**WHAT YOU WILL DO:**
Each line of the entries that mentions the string "impl" needs to be reported.

#### EXERCISE MATERIAL

//! Settings persisted between runs

use std::collections::BTreeMap;

use rusqlite::{Connection, params};

use crate::tinvest::export::error::Result;

/// Keys that describe a single invocation and are never persisted.
pub const RESERVED_KEYS: [&str; 2] = ["storeArgs", "fileName"];

/// Upserts every present value, skipping `None` and reserved keys. Returns
/// the number of written settings.
pub fn store_settings<'a, I>(conn: &mut Connection, args: I) -> Result<usize>
where
    I: IntoIterator<Item = (&'a str, Option<String>)>,
{
    let tx = conn.transaction()?;
    let mut written = 0;
    {
        let mut stmt = tx.prepare("INSERT OR REPLACE INTO settings (key, value) VALUES (?1, ?2)")?;
        for (key, value) in args {
            let Some(value) = value else { continue };
            if RESERVED_KEYS.contains(&key) {
                continue;
            }
            stmt.execute(params![key, value])?;
            written += 1;
        }
    }
    tx.commit()?;
    Ok(written)
}

/// Reads all stored settings.
pub fn read_settings(conn: &Connection) -> Result<BTreeMap<String, String>> {
    let mut stmt = conn.prepare("SELECT key, value FROM settings")?;
    let rows = stmt.query_map([], |row| {
        Ok((row.get::<_, String>(0)?, row.get::<_, String>(1)?))
    })?;
    Ok(rows.collect::<rusqlite::Result<BTreeMap<_, _>>>()?)
}
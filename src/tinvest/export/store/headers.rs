//! Header catalog

use rusqlite::{Connection, params};

use crate::tinvest::export::error::Result;
use crate::tinvest::export::model::Header;

/// Replaces the stored catalog with `headers`. Callers run this inside a
/// transaction so the catalog is never left half written.
pub fn replace_headers(conn: &Connection, headers: &[Header]) -> Result<()> {
    conn.execute("DELETE FROM transaction_headers", [])?;
    let mut stmt =
        conn.prepare("INSERT INTO transaction_headers (column_index, name) VALUES (?1, ?2)")?;
    for header in headers {
        stmt.execute(params![header.column_index, header.name])?;
    }
    Ok(())
}

/// Reads the catalog in column order.
pub fn read_headers(conn: &Connection) -> Result<Vec<Header>> {
    let mut stmt =
        conn.prepare("SELECT column_index, name FROM transaction_headers ORDER BY column_index")?;
    let rows = stmt.query_map([], |row| {
        Ok(Header {
            column_index: row.get(0)?,
            name: row.get(1)?,
        })
    })?;

    Ok(rows.collect::<rusqlite::Result<Vec<_>>>()?)
}
use std::io::{Read, Seek};
use std::path::Path;

use calamine::{DataType, Range, Reader, Xlsx, open_workbook};

use crate::tinvest::export::error::{ExportError, Result};
use crate::tinvest::export::model::{CellValue, Header};

/// Zero-based row holding the column labels (row 8 in the spreadsheet UI).
pub const HEADER_ROW: u32 = 7;
/// First zero-based row scanned for transactions.
pub const FIRST_DATA_ROW: u32 = 8;
/// Last zero-based row scanned for transactions.
pub const LAST_DATA_ROW: u32 = 999;
/// Number of columns considered, counted from column A.
pub const COLUMN_LIMIT: u32 = 85;
/// A first cell containing this text marks the end of the trade block.
pub const END_OF_BLOCK_MARKER: &str = "1.2";
/// Text layout of date cells once they leave the workbook.
pub const DATETIME_FORMAT: &str = "%Y-%m-%d %H:%M:%S";

/// The first worksheet of a broker report, loaded into memory.
pub struct Report {
    range: Range<DataType>,
}

impl Report {
    /// Opens the workbook at `path` and loads its first worksheet.
    pub fn open(path: &Path) -> Result<Self> {
        let mut workbook: Xlsx<_> = open_workbook(path)?;
        let range = read_first_sheet(&mut workbook)?;
        Ok(Self { range })
    }

    /// Returns the cell at the zero-based absolute position.
    pub fn cell(&self, row: u32, column: u32) -> CellValue {
        cell_value(self.range.get_value((row, column)))
    }

    /// Labelled cells of the header row, left to right.
    pub fn headers(&self) -> Vec<Header> {
        (0..COLUMN_LIMIT)
            .filter_map(|column| {
                let label = self.cell(HEADER_ROW, column).as_text()?;
                Some(Header::new(column, strip_line_breaks(&label)))
            })
            .collect()
    }

    /// Projects a row onto the given header positions.
    pub fn project_row(&self, row: u32, headers: &[Header]) -> Vec<CellValue> {
        headers
            .iter()
            .map(|header| self.cell(row, header.column_index))
            .collect()
    }
}

fn read_first_sheet<R: Read + Seek>(workbook: &mut Xlsx<R>) -> Result<Range<DataType>> {
    let range_result = workbook
        .worksheet_range_at(0)
        .ok_or_else(|| ExportError::InvalidReport("workbook has no worksheets".into()))?;
    let range = range_result.map_err(ExportError::from)?;
    Ok(range)
}

fn cell_value(cell: Option<&DataType>) -> CellValue {
    match cell {
        Some(DataType::String(value)) if value.is_empty() => CellValue::Empty,
        Some(DataType::String(value)) => CellValue::Text(value.clone()),
        Some(DataType::Float(value)) => CellValue::Number(*value),
        Some(DataType::Int(value)) => CellValue::Number(*value as f64),
        Some(DataType::Bool(value)) => CellValue::Text(value.to_string()),
        Some(date @ (DataType::DateTime(_) | DataType::DateTimeIso(_))) => {
            match date.as_datetime() {
                Some(datetime) => CellValue::Text(datetime.format(DATETIME_FORMAT).to_string()),
                None => CellValue::Text(date.to_string()),
            }
        }
        Some(DataType::Empty) | None => CellValue::Empty,
        Some(other) => CellValue::Text(other.to_string()),
    }
}

fn strip_line_breaks(label: &str) -> String {
    label.chars().filter(|c| *c != '\n' && *c != '\r').collect()
}
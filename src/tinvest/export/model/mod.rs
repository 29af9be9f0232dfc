use serde::{Deserialize, Serialize};
use serde_json::Value;

use crate::tinvest::export::error::{ExportError, Result};

/// Number of fields in a persisted transaction. The header row of the report
/// must label exactly this many columns.
pub const FIELD_COUNT: usize = 26;

/// Position of the operation type inside a projected row.
pub const TYPE_FIELD: usize = 6;

/// Column names of the `transactions` table, in header catalog order.
pub const COLUMNS: [&str; FIELD_COUNT] = [
    "id",
    "errand_number",
    "conclusion_date",
    "time",
    "trading_platform",
    "trade_regime",
    "type",
    "asset_short_name",
    "ticker",
    "price",
    "price_currency",
    "count",
    "sum_without_nkd",
    "nkd",
    "sum",
    "transaction_currency",
    "commission",
    "commission_currency",
    "repo_rate",
    "counterparty",
    "settlement_day",
    "delivery_date",
    "broker_status",
    "contract_type",
    "contract_number",
    "contract_date",
];

/// Fields whose report text uses a comma decimal separator and is stored as a
/// float.
pub const DECIMAL_FIELDS: [&str; 6] = [
    "price",
    "sum_without_nkd",
    "nkd",
    "sum",
    "commission",
    "repo_rate",
];

/// One labelled column of the report header row.
#[derive(Debug, Clone, PartialEq, Eq, Serialize, Deserialize)]
pub struct Header {
    /// Zero-based column position in the source sheet.
    pub column_index: u32,
    /// Display label with line breaks removed.
    pub name: String,
}

impl Header {
    pub fn new(column_index: u32, name: impl Into<String>) -> Self {
        Self {
            column_index,
            name: name.into(),
        }
    }
}

/// Cell content after it has been lifted out of the workbook.
#[derive(Debug, Clone, PartialEq)]
pub enum CellValue {
    Empty,
    Text(String),
    Number(f64),
}

impl CellValue {
    /// Renders the cell as text, `None` for empty cells.
    pub fn as_text(&self) -> Option<String> {
        match self {
            CellValue::Empty => None,
            CellValue::Text(value) => Some(value.clone()),
            CellValue::Number(value) => Some(value.to_string()),
        }
    }

    pub fn is_empty(&self) -> bool {
        match self {
            CellValue::Empty => true,
            CellValue::Text(value) => value.is_empty(),
            CellValue::Number(_) => false,
        }
    }
}

/// Operation types that are imported as tradable transactions.
#[derive(Debug, Clone, Copy, PartialEq, Eq)]
pub enum TradeSide {
    Buy,
    Sell,
}

impl TradeSide {
    pub const BUY_LABEL: &'static str = "Покупка";
    pub const SELL_LABEL: &'static str = "Продажа";

    /// Classifies the report's operation type label. Only exact labels match;
    /// repo legs, padded text and any other label yield `None`.
    pub fn from_label(label: &str) -> Option<Self> {
        match label {
            Self::BUY_LABEL => Some(TradeSide::Buy),
            Self::SELL_LABEL => Some(TradeSide::Sell),
            _ => None,
        }
    }
}

/// Converts report decimal text (`"1,234"`) into a float.
pub fn parse_decimal(field: &'static str, raw: &str) -> Result<f64> {
    let normalized = raw.trim().replace(',', ".");
    normalized
        .parse::<f64>()
        .map_err(|_| ExportError::InvalidDecimal {
            field,
            value: raw.to_string(),
        })
}

/// A buy or sell line of the broker report.
#[derive(Debug, Clone, PartialEq, Serialize, Deserialize)]
pub struct Transaction {
    pub id: Option<String>,
    pub errand_number: Option<String>,
    pub conclusion_date: Option<String>,
    pub time: Option<String>,
    pub trading_platform: Option<String>,
    pub trade_regime: Option<String>,
    pub kind: Option<String>,
    pub asset_short_name: Option<String>,
    pub ticker: Option<String>,
    pub price: Option<f64>,
    pub price_currency: Option<String>,
    pub count: Option<String>,
    pub sum_without_nkd: Option<f64>,
    pub nkd: Option<f64>,
    pub sum: Option<f64>,
    pub transaction_currency: Option<String>,
    pub commission: Option<f64>,
    pub commission_currency: Option<String>,
    pub repo_rate: Option<f64>,
    pub counterparty: Option<String>,
    pub settlement_day: Option<String>,
    pub delivery_date: Option<String>,
    pub broker_status: Option<String>,
    pub contract_type: Option<String>,
    pub contract_number: Option<String>,
    pub contract_date: Option<String>,
}

impl Transaction {
    /// Builds a transaction from a row projected onto the header catalog.
    /// Cells are consumed in [`COLUMNS`] order; decimal fields are normalized.
    pub fn from_cells(cells: &[CellValue]) -> Result<Self> {
        if cells.len() != FIELD_COUNT {
            return Err(ExportError::HeaderMismatch {
                expected: FIELD_COUNT,
                found: cells.len(),
            });
        }

        let mut reader = FieldReader { cells, position: 0 };
        Ok(Self {
            id: reader.text(),
            errand_number: reader.text(),
            conclusion_date: reader.text(),
            time: reader.text(),
            trading_platform: reader.text(),
            trade_regime: reader.text(),
            kind: reader.text(),
            asset_short_name: reader.text(),
            ticker: reader.text(),
            price: reader.decimal()?,
            price_currency: reader.text(),
            count: reader.text(),
            sum_without_nkd: reader.decimal()?,
            nkd: reader.decimal()?,
            sum: reader.decimal()?,
            transaction_currency: reader.text(),
            commission: reader.decimal()?,
            commission_currency: reader.text(),
            repo_rate: reader.decimal()?,
            counterparty: reader.text(),
            settlement_day: reader.text(),
            delivery_date: reader.text(),
            broker_status: reader.text(),
            contract_type: reader.text(),
            contract_number: reader.text(),
            contract_date: reader.text(),
        })
    }

    /// Classifies the transaction by its operation type.
    pub fn side(&self) -> Option<TradeSide> {
        self.kind.as_deref().and_then(TradeSide::from_label)
    }

    /// Field values in [`COLUMNS`] order, as JSON values suitable for the
    /// Sheets API.
    pub fn to_values(&self) -> Vec<Value> {
        fn text(value: &Option<String>) -> Value {
            value.clone().map(Value::String).unwrap_or(Value::Null)
        }
        fn decimal(value: &Option<f64>) -> Value {
            value
                .and_then(serde_json::Number::from_f64)
                .map(Value::Number)
                .unwrap_or(Value::Null)
        }

        vec![
            text(&self.id),
            text(&self.errand_number),
            text(&self.conclusion_date),
            text(&self.time),
            text(&self.trading_platform),
            text(&self.trade_regime),
            text(&self.kind),
            text(&self.asset_short_name),
            text(&self.ticker),
            decimal(&self.price),
            text(&self.price_currency),
            text(&self.count),
            decimal(&self.sum_without_nkd),
            decimal(&self.nkd),
            decimal(&self.sum),
            text(&self.transaction_currency),
            decimal(&self.commission),
            text(&self.commission_currency),
            decimal(&self.repo_rate),
            text(&self.counterparty),
            text(&self.settlement_day),
            text(&self.delivery_date),
            text(&self.broker_status),
            text(&self.contract_type),
            text(&self.contract_number),
            text(&self.contract_date),
        ]
    }
}

/// Walks a projected row field by field.
struct FieldReader<'a> {
    cells: &'a [CellValue],
    position: usize,
}

impl<'a> FieldReader<'a> {
    fn next(&mut self) -> (&'static str, &'a CellValue) {
        let name = COLUMNS[self.position];
        let cell = &self.cells[self.position];
        self.position += 1;
        (name, cell)
    }

    fn text(&mut self) -> Option<String> {
        self.next().1.as_text()
    }

    fn decimal(&mut self) -> Result<Option<f64>> {
        let (name, cell) = self.next();
        debug_assert!(DECIMAL_FIELDS.contains(&name));
        match cell {
            CellValue::Empty => Ok(None),
            CellValue::Number(value) => Ok(Some(*value)),
            CellValue::Text(raw) => parse_decimal(name, raw).map(Some),
        }
    }
}
//! Exports a broker transaction report to Google Sheets.
//!
//! A run has two stages. [`import`] reads the trade block of the xlsx report
//! and keeps buy and sell rows in a local SQLite file ([`store`]).
//! [`publish`] then appends the stored rows to one sheet per ticker, creating
//! missing sheets from per-currency templates. [`config`] merges command-line
//! values with settings saved by earlier runs.

pub mod tinvest;

pub use tinvest::export::{
    ExportError, Result, config, error, import, io, model, publish, store,
};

########

**FINAL ANSWER:**
impl Report {
impl Header {
    pub fn new(column_index: u32, name: impl Into<String>) -> Self {
impl CellValue {
impl TradeSide {
impl Transaction {
impl<'a> FieldReader<'a> {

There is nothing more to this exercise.